Professor Hope Ginsburg’s Sponge HQ, an interdisciplinary workshop, project space, and classroom, supplies an excellent model that brought extra vitality to the gallery once it took up residence on our top floor in 2009. As the ever-inventive Richard Carlyon underscores in his video, A Saying of Sorts (2001), quoting the painter Kenzo Okado: “Any activity that releases art from its exclusive history in order to discover it everywhere is worthy of serious attention.” –Ashley Kistler, “Roundup: Taking Stock of a Long History and the Anderson Gallery’s Final Years” from Anderson Gallery: 45 Years of Art on the Edge, 2016.

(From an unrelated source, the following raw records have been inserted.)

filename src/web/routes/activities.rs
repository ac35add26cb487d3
use axum::{
    extract::{Path, Query, State},
    Json,
};
use serde::{Deserialize, Serialize};

use crate::database::activities_repo::ActivitiesRepo;
use crate::models::ActivityMap;
use crate::services::activities_service::{self, ActivityError};

#[derive(Debug, Deserialize)]
pub struct EmailQuery {
    pub email: String,
}

#[derive(Debug, Serialize)]
pub struct MessageBody {
    pub message: String,
}

pub async fn list_activities_handler(State(repo): State<ActivitiesRepo>) -> Json<ActivityMap> {
    Json(activities_service::list_activities(&repo).await)
}

pub async fn signup_handler(
    Path(activity_name): Path<String>,
    Query(query): Query<EmailQuery>,
    State(repo): State<ActivitiesRepo>,
) -> Result<Json<MessageBody>, ActivityError> {
    let message = activities_service::signup(&repo, &activity_name, &query.email).await?;
    Ok(Json(MessageBody { message }))
}

pub async fn unregister_handler(
    Path(activity_name): Path<String>,
    Query(query): Query<EmailQuery>,
    State(repo): State<ActivitiesRepo>,
) -> Result<Json<MessageBody>, ActivityError> {
    let message = activities_service::unregister(&repo, &activity_name, &query.email).await?;
    Ok(Json(MessageBody { message }))
}
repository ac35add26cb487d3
pub mod app;
pub mod config;
pub mod database;
pub mod models;
pub mod services;
pub mod web;

pub use app::{build_router, run, StartupError};
pub use config::Config;
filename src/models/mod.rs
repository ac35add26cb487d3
pub mod activities;

pub use activities::{Activity, ActivityMap};
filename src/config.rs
use std::path::PathBuf;

pub const DEFAULT_HOST: &str = "127.0.0.1";
pub const DEFAULT_PORT: u16 = 8000;
pub const DEFAULT_STATIC_DIR: &str = "static";

/// Server settings, read from the environment (and `.env` via dotenvy in main).
#[derive(Debug, Clone, PartialEq, Eq)]
pub struct Config {
    pub host: String,
    pub port: u16,
    pub static_dir: PathBuf,
    /// JSON file replacing the built-in activity set.
    pub seed_file: Option<PathBuf>,
}

impl Default for Config {
    fn default() -> Self {
        Self {
            host: DEFAULT_HOST.to_string(),
            port: DEFAULT_PORT,
            static_dir: PathBuf::from(DEFAULT_STATIC_DIR),
            seed_file: None,
        }
    }
}

impl Config {
    pub fn from_env() -> Self {
        Self::from_lookup(|key| std::env::var(key).ok())
    }

    pub fn from_lookup(lookup: impl Fn(&str) -> Option<String>) -> Self {
        let non_empty = |key: &str| lookup(key).filter(|v| !v.trim().is_empty());

        let host = non_empty("HOST").unwrap_or_else(|| DEFAULT_HOST.to_string());
        let port = non_empty("PORT")
            .and_then(|v| v.trim().parse().ok())
            .unwrap_or(DEFAULT_PORT);
        let static_dir = non_empty("STATIC_DIR")
            .map(PathBuf::from)
            .unwrap_or_else(|| PathBuf::from(DEFAULT_STATIC_DIR));
        let seed_file = non_empty("ACTIVITIES_SEED_FILE").map(PathBuf::from);

        Self {
            host,
            port,
            static_dir,
            seed_file,
        }
    }

    /// Port tried when the configured one is taken.
    pub fn fallback_port(&self) -> Option<u16> {
        self.port.checked_add(1)
    }
}

#[cfg(test)]
mod tests {
    use std::collections::HashMap;

    use super::*;

    fn config_from(pairs: &[(&str, &str)]) -> Config {
        let vars: HashMap<String, String> = pairs
            .iter()
            .map(|(k, v)| (k.to_string(), v.to_string()))
            .collect();
        Config::from_lookup(|key| vars.get(key).cloned())
    }

    #[test]
    fn empty_environment_uses_defaults() {
        assert_eq!(config_from(&[]), Config::default());
    }

    #[test]
    fn reads_all_variables() {
        let config = config_from(&[
            ("HOST", "0.0.0.0"),
            ("PORT", "9090"),
            ("STATIC_DIR", "/srv/www"),
            ("ACTIVITIES_SEED_FILE", "seed.json"),
        ]);
        assert_eq!(config.host, "0.0.0.0");
        assert_eq!(config.port, 9090);
        assert_eq!(config.static_dir, PathBuf::from("/srv/www"));
        assert_eq!(config.seed_file, Some(PathBuf::from("seed.json")));
    }

    #[test]
    fn bad_port_falls_back_to_default() {
        assert_eq!(config_from(&[("PORT", "eighty")]).port, DEFAULT_PORT);
        assert_eq!(config_from(&[("PORT", "70000")]).port, DEFAULT_PORT);
    }

    #[test]
    fn blank_seed_file_is_ignored() {
        assert_eq!(config_from(&[("ACTIVITIES_SEED_FILE", "  ")]).seed_file, None);
    }

    #[test]
    fn fallback_port_does_not_overflow() {
        assert_eq!(config_from(&[("PORT", "8000")]).fallback_port(), Some(8001));
        assert_eq!(config_from(&[("PORT", "65535")]).fallback_port(), None);
    }
}
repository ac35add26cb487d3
pub mod activities_repo;
pub mod seed;
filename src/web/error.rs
use axum::{
    http::StatusCode,
    response::{IntoResponse, Response},
    Json,
};

use crate::services::activities_service::ActivityError;

impl ActivityError {
    pub fn status_code(&self) -> StatusCode {
        match self {
            ActivityError::NotFound => StatusCode::NOT_FOUND,
            ActivityError::AlreadySignedUp | ActivityError::NotSignedUp => StatusCode::BAD_REQUEST,
        }
    }
}

impl IntoResponse for ActivityError {
    fn into_response(self) -> Response {
        (
            self.status_code(),
            Json(serde_json::json!({ "detail": self.to_string() })),
        )
            .into_response()
    }
}
use thiserror::Error;
use tracing::{info, warn};

use crate::database::activities_repo::{ActivitiesRepo, RosterChange};
use crate::models::ActivityMap;

/// Why a roster operation was refused. `NotFound` covers unknown activities;
/// the other two variants are conflicts with the current roster.
#[derive(Debug, Clone, PartialEq, Eq, Error)]
pub enum ActivityError {
    #[error("Activity not found")]
    NotFound,
    #[error("Student is already signed up")]
    AlreadySignedUp,
    #[error("Student is not signed up for this activity")]
    NotSignedUp,
}

impl ActivityError {
    pub fn is_conflict(&self) -> bool {
        !matches!(self, ActivityError::NotFound)
    }
}

pub async fn list_activities(repo: &ActivitiesRepo) -> ActivityMap {
    repo.list_activities().await
}

pub async fn signup(
    repo: &ActivitiesRepo,
    activity_name: &str,
    email: &str,
) -> Result<String, ActivityError> {
    match repo.insert_participant(activity_name, email).await {
        RosterChange::Applied => {
            info!(activity = %activity_name, email = %email, "participant signed up");
            Ok(format!("Signed up {} for {}", email, activity_name))
        }
        RosterChange::Unchanged => {
            warn!(activity = %activity_name, email = %email, "duplicate signup rejected");
            Err(ActivityError::AlreadySignedUp)
        }
        RosterChange::UnknownActivity => {
            warn!(activity = %activity_name, "signup for unknown activity");
            Err(ActivityError::NotFound)
        }
    }
}

pub async fn unregister(
    repo: &ActivitiesRepo,
    activity_name: &str,
    email: &str,
) -> Result<String, ActivityError> {
    match repo.delete_participant(activity_name, email).await {
        RosterChange::Applied => {
            info!(activity = %activity_name, email = %email, "participant unregistered");
            Ok(format!("Unregistered {} from {}", email, activity_name))
        }
        RosterChange::Unchanged => {
            warn!(activity = %activity_name, email = %email, "unregister of absent participant");
            Err(ActivityError::NotSignedUp)
        }
        RosterChange::UnknownActivity => {
            warn!(activity = %activity_name, "unregister from unknown activity");
            Err(ActivityError::NotFound)
        }
    }
}
pub mod error;
pub mod routes;
use star_defender::compute::init_state;
use star_defender::display::{render, FILLER_GLYPH};
use star_defender::entities::{Enemy, Projectile, COLS, ROWS};
use star_defender::grid::Grid;

fn render_to_string(grid: &Grid) -> String {
    let mut out: Vec<u8> = Vec::new();
    render(&mut out, grid).expect("render to a Vec cannot fail");
    String::from_utf8(out).expect("crossterm output is valid UTF-8")
}

#[test]
fn border_rows_draw_as_filler_runs() {
    let frame = render_to_string(&Grid::new(ROWS, COLS));
    // Top and bottom border rows are fully empty, so each is emitted as
    // one contiguous run of the filler glyph.
    let full_border: String = std::iter::repeat(FILLER_GLYPH).take(COLS).collect();
    assert_eq!(frame.matches(&full_border).count(), 2);
}

#[test]
fn interior_empty_cells_draw_as_spaces() {
    let frame = render_to_string(&Grid::new(ROWS, COLS));
    // An interior row is filler, 158 spaces, filler — the space run is
    // emitted contiguously.
    let interior_run = " ".repeat(COLS - 2);
    assert!(frame.contains(&interior_run));
}

#[test]
fn entities_appear_with_their_glyphs() {
    let mut s = init_state(ROWS, COLS);
    s.enemies.push(Enemy { row: 3, col: 40 });
    s.projectiles.push(Projectile { row: 12, col: 70 });
    let frame = render_to_string(&Grid::from_state(&s));
    assert!(frame.contains('A'));
    assert!(frame.contains('#'));
    assert!(frame.contains('.'));
}

#[test]
fn frame_is_a_full_redraw() {
    // Rendering the same grid twice produces identical output — there is
    // no diffing state carried between frames.
    let grid = Grid::from_state(&init_state(ROWS, COLS));
    assert_eq!(render_to_string(&grid), render_to_string(&grid));
}
/// Input adapter.
///
/// Key mapping is a pure function; the actual poll drains whatever events
/// crossterm has pending without ever blocking, so the tick cadence is
/// unaffected when no key is pressed.

use std::io;
use std::time::Duration;

use crossterm::event::{self, Event, KeyCode, KeyEvent, KeyEventKind, KeyModifiers};

use crate::entities::Command;

/// Map a key event to a command.  Unrecognized keys are `None` — a no-op
/// for the tick.
pub fn map_key(code: KeyCode, modifiers: KeyModifiers) -> Option<Command> {
    match code {
        KeyCode::Left | KeyCode::Char('a') | KeyCode::Char('A') => Some(Command::Left),
        KeyCode::Right | KeyCode::Char('d') | KeyCode::Char('D') => Some(Command::Right),
        KeyCode::Char('q') | KeyCode::Char('Q') | KeyCode::Esc => Some(Command::Quit),
        KeyCode::Char('c') if modifiers.contains(KeyModifiers::CONTROL) => Some(Command::Quit),
        _ => None,
    }
}

/// Poll one command without blocking.
///
/// Drains every pending event and keeps the most recent movement key, so a
/// burst of buffered presses does not lag the shooter by several ticks.
/// Quit short-circuits.  Returns `Ok(None)` immediately when nothing is
/// pending.
pub fn poll_command() -> io::Result<Option<Command>> {
    let mut latest = None;
    while event::poll(Duration::from_millis(0))? {
        if let Event::Key(KeyEvent {
            code,
            modifiers,
            kind,
            ..
        }) = event::read()?
        {
            if kind != KeyEventKind::Press {
                continue;
            }
            match map_key(code, modifiers) {
                Some(Command::Quit) => return Ok(Some(Command::Quit)),
                Some(cmd) => latest = Some(cmd),
                None => {}
            }
        }
    }
    Ok(latest)
}
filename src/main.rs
use std::io::{stdout, BufWriter, Write};
use std::thread;
use std::time::Instant;

use crossterm::{cursor, terminal, ExecutableCommand};
use rand::thread_rng;

use star_defender::compute::{init_state, move_shooter_left, move_shooter_right, tick};
use star_defender::display;
use star_defender::entities::{Command, Status, COLS, ROWS};
use star_defender::grid::Grid;
use star_defender::input::poll_command;
use star_defender::timers::{Cadences, Timings};

/// How a game ended.  The loop reports it; only `main` decides process
/// lifetime.
enum Outcome {
    Quit,
    Lost,
}

// ── Terminal guard ────────────────────────────────────────────────────────────

/// Scoped terminal configuration: raw mode, alternate screen, hidden
/// cursor.  `Drop` restores the original state on every exit path — quit,
/// loss, error return, and panic unwind alike.
struct TerminalGuard;

impl TerminalGuard {
    fn acquire() -> std::io::Result<Self> {
        terminal::enable_raw_mode()?;
        // From here on the guard exists, so an error below still restores
        // raw mode on the way out.
        let guard = TerminalGuard;
        stdout().execute(terminal::EnterAlternateScreen)?;
        stdout().execute(cursor::Hide)?;
        Ok(guard)
    }
}

impl Drop for TerminalGuard {
    fn drop(&mut self) {
        let _ = stdout().execute(cursor::Show);
        let _ = stdout().execute(terminal::LeaveAlternateScreen);
        let _ = terminal::disable_raw_mode();
    }
}

// ── Game loop ─────────────────────────────────────────────────────────────────

/// Run ticks until the player quits or an enemy reaches the bottom row.
///
/// Per tick: poll at most one command, move the shooter (or bail out on
/// quit before any further mutation), advance the simulation by whichever
/// cadences are due, redraw, then sleep out the remainder of the tick.
fn game_loop<W: Write>(out: &mut W) -> std::io::Result<Outcome> {
    let mut rng = thread_rng();
    let timings = Timings::default();
    let mut cadences = Cadences::new(&timings, Instant::now());
    let mut state = init_state(ROWS, COLS);

    loop {
        let tick_start = Instant::now();

        match poll_command()? {
            Some(Command::Quit) => return Ok(Outcome::Quit),
            Some(Command::Left) => state = move_shooter_left(&state),
            Some(Command::Right) => state = move_shooter_right(&state),
            None => {}
        }

        let events = cadences.poll(tick_start);
        state = tick(&state, events, &mut rng);

        if state.status == Status::Lost {
            return Ok(Outcome::Lost);
        }

        display::render(out, &Grid::from_state(&state))?;

        let elapsed = tick_start.elapsed();
        if elapsed < timings.tick_delay {
            thread::sleep(timings.tick_delay - elapsed);
        }
    }
}

// ── Entry point ───────────────────────────────────────────────────────────────

fn main() -> std::io::Result<()> {
    let outcome = {
        let _guard = TerminalGuard::acquire()?;
        let mut out = BufWriter::new(stdout());
        game_loop(&mut out)?
        // guard drops here, restoring the terminal before any message
    };

    match outcome {
        Outcome::Lost => println!("You lost"),
        Outcome::Quit => println!("Quit."),
    }
    Ok(())
}
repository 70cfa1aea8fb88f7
//! SongForge CLI - Command-line interface for procedural song generation
//!
//! This binary provides commands for generating songs from metadata,
//! printing canned lyrics, inspecting WAV files and listing lookup tables.

use clap::{Parser, Subcommand};
use std::path::PathBuf;
use std::process::ExitCode;
use tracing_subscriber::EnvFilter;

use songforge_cli::commands;
use songforge_cli::commands::generate::GenerateOptions;
use songforge_cli::config::ConfigOverrides;

/// SongForge - Procedural Song Generation
#[derive(Parser)]
#[command(name = "songforge")]
#[command(author, version, about, long_about = None)]
#[command(propagate_version = true)]
struct Cli {
    /// Enable debug logging (overridden by RUST_LOG)
    #[arg(short, long, global = true)]
    verbose: bool,

    #[command(subcommand)]
    command: Commands,
}

#[derive(Subcommand)]
enum Commands {
    /// Generate a song WAV file from metadata
    Generate {
        /// Song request file (JSON); flags below override its fields
        #[arg(short, long)]
        request: Option<PathBuf>,

        /// Song title
        #[arg(long)]
        title: Option<String>,

        /// Artist name
        #[arg(long)]
        artist: Option<String>,

        /// Genre (pop, jazz, rock, classical, electronic, hip hop, ...)
        #[arg(long)]
        genre: Option<String>,

        /// Mood (happy, sad, energetic, calm, ...)
        #[arg(long)]
        mood: Option<String>,

        /// Duration label ("1-2 minutes", "3-4 minutes", "5 minutes", ...)
        #[arg(long)]
        duration: Option<String>,

        /// Vocal type (informational)
        #[arg(long)]
        vocal_type: Option<String>,

        /// Version tag (informational)
        #[arg(long = "song-version")]
        song_version: Option<String>,

        /// Lyrics (default: canned lyrics for the genre)
        #[arg(long)]
        lyrics: Option<String>,

        /// Generator config file (JSON)
        #[arg(short, long)]
        config: Option<PathBuf>,

        /// Output sample rate in Hz (default: 44100)
        #[arg(long)]
        sample_rate: Option<u32>,

        /// Output root directory (default: current directory)
        #[arg(short, long)]
        out_root: Option<PathBuf>,

        /// Delay between progress stages in milliseconds (default: 0)
        #[arg(long)]
        stage_delay_ms: Option<u64>,

        /// Print a playable data URI of the WAV file
        #[arg(long)]
        data_uri: bool,

        /// Skip writing the .report.json file
        #[arg(long)]
        no_report: bool,

        /// Output machine-readable JSON (no colored output)
        #[arg(long)]
        json: bool,
    },

    /// Print canned lyrics for a genre
    Lyrics {
        /// Genre to pick lyrics for
        #[arg(short, long)]
        genre: String,

        /// Output machine-readable JSON
        #[arg(long)]
        json: bool,
    },

    /// Inspect a WAV file: header, length, peak level and PCM hash
    Inspect {
        /// Path to the WAV file
        #[arg(short, long)]
        input: String,

        /// Output machine-readable JSON
        #[arg(long)]
        json: bool,
    },

    /// List the genre, mood and duration lookup tables
    Tables {
        /// Output machine-readable JSON
        #[arg(long)]
        json: bool,
    },
}

fn init_logging(verbose: bool) {
    let default_level = if verbose { "debug" } else { "warn" };
    tracing_subscriber::fmt()
        .with_env_filter(
            EnvFilter::try_from_default_env().unwrap_or_else(|_| EnvFilter::new(default_level)),
        )
        .with_writer(std::io::stderr)
        .init();
}

fn main() -> ExitCode {
    let cli = Cli::parse();
    init_logging(cli.verbose);

    let result = match cli.command {
        Commands::Generate {
            request,
            title,
            artist,
            genre,
            mood,
            duration,
            vocal_type,
            song_version,
            lyrics,
            config,
            sample_rate,
            out_root,
            stage_delay_ms,
            data_uri,
            no_report,
            json,
        } => commands::generate::run(&GenerateOptions {
            request_path: request,
            title,
            artist,
            genre,
            mood,
            duration,
            vocal_type,
            version: song_version,
            lyrics,
            config_path: config,
            overrides: ConfigOverrides {
                sample_rate,
                out_root,
                stage_delay_ms,
                data_uri,
                no_report,
            },
            json,
        }),
        Commands::Lyrics { genre, json } => commands::lyrics::run(&genre, json),
        Commands::Inspect { input, json } => commands::inspect::run(&input, json),
        Commands::Tables { json } => commands::tables::run(json),
    };

    match result {
        Ok(code) => code,
        Err(e) => {
            eprintln!("{}: {:#}", colored::Colorize::red("error"), e);
            ExitCode::from(1)
        }
    }
}

#[cfg(test)]
mod tests {
    use super::*;

    #[test]
    fn test_cli_parses_generate() {
        let cli = Cli::try_parse_from([
            "songforge",
            "generate",
            "--title",
            "Blue Hour",
            "--artist",
            "Trio",
            "--genre",
            "jazz",
            "--duration",
            "1-2 minutes",
            "--sample-rate",
            "48000",
            "--json",
        ])
        .unwrap();
        match cli.command {
            Commands::Generate {
                title,
                genre,
                duration,
                sample_rate,
                json,
                data_uri,
                ..
            } => {
                assert_eq!(title.as_deref(), Some("Blue Hour"));
                assert_eq!(genre.as_deref(), Some("jazz"));
                assert_eq!(duration.as_deref(), Some("1-2 minutes"));
                assert_eq!(sample_rate, Some(48000));
                assert!(json);
                assert!(!data_uri);
            }
            _ => panic!("expected generate command"),
        }
    }

    #[test]
    fn test_cli_parses_song_version_flag() {
        let cli =
            Cli::try_parse_from(["songforge", "generate", "--song-version", "v2"]).unwrap();
        match cli.command {
            Commands::Generate { song_version, .. } => {
                assert_eq!(song_version.as_deref(), Some("v2"))
            }
            _ => panic!("expected generate command"),
        }
    }

    #[test]
    fn test_cli_parses_inspect() {
        let cli = Cli::try_parse_from(["songforge", "inspect", "-i", "song.wav"]).unwrap();
        match cli.command {
            Commands::Inspect { input, json } => {
                assert_eq!(input, "song.wav");
                assert!(!json);
            }
            _ => panic!("expected inspect command"),
        }
    }

    #[test]
    fn test_cli_verbose_is_global() {
        let cli = Cli::try_parse_from(["songforge", "tables", "--verbose"]).unwrap();
        assert!(cli.verbose);
    }

    #[test]
    fn test_cli_requires_lyrics_genre() {
        assert!(Cli::try_parse_from(["songforge", "lyrics"]).is_err());
    }
}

Sponge HQ (2010–2016), was invited to take up residence at the Anderson Gallery in 2009 by Director Ashley Kistler. “The HQ” was an interdisciplinary workshop, classroom and project space, organized around student collaboration. Having evolved from the participatory and pedagogical art project Sponge (2006–2016), the Sponge HQ “attached itself” to the university much the way a sea sponge (which has the distinction of being an adult animal that doesn’t move) attaches itself to a marine reef. Sponge HQ had a ninety-gallon aquarium with a community of freshwater fish, a felting and dye studio and a library. The space housed a functioning top-bar beehive with bees flying in and out of the third story window. Student monitors, who also worked cooperatively on projects on-site and in a range of other contexts, opened the space to the public during scheduled times.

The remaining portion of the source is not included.